*What you need to do*.
Give again, word for word, every line in the entries below from the line with "mask, or one" up to and including the line with "if mask.trim().is_empty() ||", and no other line.

##############################

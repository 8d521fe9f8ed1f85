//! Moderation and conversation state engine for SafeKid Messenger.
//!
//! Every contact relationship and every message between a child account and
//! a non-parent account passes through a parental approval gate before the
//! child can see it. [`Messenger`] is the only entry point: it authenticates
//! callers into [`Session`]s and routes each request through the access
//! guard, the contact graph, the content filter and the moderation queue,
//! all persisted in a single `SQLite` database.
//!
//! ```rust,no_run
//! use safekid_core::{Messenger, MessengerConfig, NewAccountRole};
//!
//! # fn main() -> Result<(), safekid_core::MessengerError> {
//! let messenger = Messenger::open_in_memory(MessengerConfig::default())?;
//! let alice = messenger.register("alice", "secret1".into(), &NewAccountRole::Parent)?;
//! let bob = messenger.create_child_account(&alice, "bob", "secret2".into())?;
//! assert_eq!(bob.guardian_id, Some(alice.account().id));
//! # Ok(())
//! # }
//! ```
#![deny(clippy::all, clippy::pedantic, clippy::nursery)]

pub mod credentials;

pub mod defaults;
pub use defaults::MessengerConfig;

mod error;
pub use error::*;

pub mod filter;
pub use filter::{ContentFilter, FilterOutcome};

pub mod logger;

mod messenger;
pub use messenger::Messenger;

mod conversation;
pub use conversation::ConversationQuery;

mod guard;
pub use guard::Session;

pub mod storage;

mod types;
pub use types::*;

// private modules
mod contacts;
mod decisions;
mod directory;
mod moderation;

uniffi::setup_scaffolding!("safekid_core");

##############################

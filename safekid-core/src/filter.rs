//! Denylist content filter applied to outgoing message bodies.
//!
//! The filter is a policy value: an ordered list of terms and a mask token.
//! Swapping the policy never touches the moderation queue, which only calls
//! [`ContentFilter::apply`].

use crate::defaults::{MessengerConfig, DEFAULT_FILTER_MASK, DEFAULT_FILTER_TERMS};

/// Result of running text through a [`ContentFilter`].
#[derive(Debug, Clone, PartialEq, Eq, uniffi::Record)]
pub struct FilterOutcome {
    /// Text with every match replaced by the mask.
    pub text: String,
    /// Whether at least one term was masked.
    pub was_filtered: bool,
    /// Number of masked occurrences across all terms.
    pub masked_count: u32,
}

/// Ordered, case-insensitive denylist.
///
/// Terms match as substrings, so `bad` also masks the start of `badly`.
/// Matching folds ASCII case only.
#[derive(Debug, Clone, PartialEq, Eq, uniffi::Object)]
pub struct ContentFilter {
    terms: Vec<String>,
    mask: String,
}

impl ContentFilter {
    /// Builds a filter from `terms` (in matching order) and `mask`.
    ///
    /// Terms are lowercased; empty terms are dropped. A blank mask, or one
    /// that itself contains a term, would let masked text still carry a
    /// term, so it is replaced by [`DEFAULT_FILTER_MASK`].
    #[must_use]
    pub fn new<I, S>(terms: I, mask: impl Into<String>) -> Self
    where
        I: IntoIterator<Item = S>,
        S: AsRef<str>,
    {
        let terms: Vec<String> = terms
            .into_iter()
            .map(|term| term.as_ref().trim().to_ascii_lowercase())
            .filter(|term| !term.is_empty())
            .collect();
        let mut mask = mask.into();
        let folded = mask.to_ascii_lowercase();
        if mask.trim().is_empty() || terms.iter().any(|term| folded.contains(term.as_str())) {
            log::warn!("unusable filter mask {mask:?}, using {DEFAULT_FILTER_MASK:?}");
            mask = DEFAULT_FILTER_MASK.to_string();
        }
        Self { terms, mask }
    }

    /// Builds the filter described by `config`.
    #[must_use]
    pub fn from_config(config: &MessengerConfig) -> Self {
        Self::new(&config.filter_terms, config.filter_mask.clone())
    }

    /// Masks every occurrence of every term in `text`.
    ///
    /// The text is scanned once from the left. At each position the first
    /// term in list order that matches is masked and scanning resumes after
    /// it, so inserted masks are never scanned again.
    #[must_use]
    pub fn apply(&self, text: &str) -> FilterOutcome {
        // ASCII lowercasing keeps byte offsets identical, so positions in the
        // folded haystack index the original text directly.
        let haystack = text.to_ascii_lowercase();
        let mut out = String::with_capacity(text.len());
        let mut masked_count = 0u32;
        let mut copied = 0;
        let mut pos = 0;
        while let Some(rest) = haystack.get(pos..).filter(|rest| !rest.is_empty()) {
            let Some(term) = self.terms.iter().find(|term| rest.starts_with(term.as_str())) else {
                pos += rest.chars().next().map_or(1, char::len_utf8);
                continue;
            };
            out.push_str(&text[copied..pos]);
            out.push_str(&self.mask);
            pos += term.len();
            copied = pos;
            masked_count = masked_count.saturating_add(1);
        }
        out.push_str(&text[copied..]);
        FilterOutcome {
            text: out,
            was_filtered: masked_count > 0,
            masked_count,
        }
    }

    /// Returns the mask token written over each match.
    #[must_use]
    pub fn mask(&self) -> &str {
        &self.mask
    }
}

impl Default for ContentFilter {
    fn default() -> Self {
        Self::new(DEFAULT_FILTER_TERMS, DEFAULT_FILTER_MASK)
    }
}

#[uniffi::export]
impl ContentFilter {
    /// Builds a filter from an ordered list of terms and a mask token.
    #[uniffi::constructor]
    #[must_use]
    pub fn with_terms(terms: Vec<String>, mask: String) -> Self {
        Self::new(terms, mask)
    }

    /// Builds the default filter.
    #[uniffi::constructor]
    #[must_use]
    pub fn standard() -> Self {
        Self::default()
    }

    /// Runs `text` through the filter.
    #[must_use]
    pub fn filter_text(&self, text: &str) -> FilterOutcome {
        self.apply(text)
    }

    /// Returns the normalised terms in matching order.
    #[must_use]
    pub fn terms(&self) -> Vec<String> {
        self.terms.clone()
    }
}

##############################

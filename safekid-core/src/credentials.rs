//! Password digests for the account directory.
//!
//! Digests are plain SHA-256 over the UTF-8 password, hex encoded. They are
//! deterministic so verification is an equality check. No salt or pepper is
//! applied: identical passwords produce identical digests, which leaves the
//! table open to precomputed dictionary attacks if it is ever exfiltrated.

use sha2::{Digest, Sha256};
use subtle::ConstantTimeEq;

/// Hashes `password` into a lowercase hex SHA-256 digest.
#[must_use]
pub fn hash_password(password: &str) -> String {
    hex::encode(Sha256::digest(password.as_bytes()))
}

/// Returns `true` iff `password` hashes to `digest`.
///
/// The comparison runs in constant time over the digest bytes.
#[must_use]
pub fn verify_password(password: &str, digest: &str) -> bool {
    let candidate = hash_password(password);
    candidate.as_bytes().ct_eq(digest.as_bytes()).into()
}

##############################

*Task solution*.
    /// Terms are lowercased; empty terms are dropped. A blank mask, or one
    /// that itself contains a term, would let masked text still carry a
    /// term, so it is replaced by [`DEFAULT_FILTER_MASK`].
    #[must_use]
    pub fn new<I, S>(terms: I, mask: impl Into<String>) -> Self
    where
        I: IntoIterator<Item = S>,
        S: AsRef<str>,
    {
        let terms: Vec<String> = terms
            .into_iter()
            .map(|term| term.as_ref().trim().to_ascii_lowercase())
            .filter(|term| !term.is_empty())
            .collect();
        let mut mask = mask.into();
        let folded = mask.to_ascii_lowercase();
        if mask.trim().is_empty() || terms.iter().any(|term| folded.contains(term.as_str())) {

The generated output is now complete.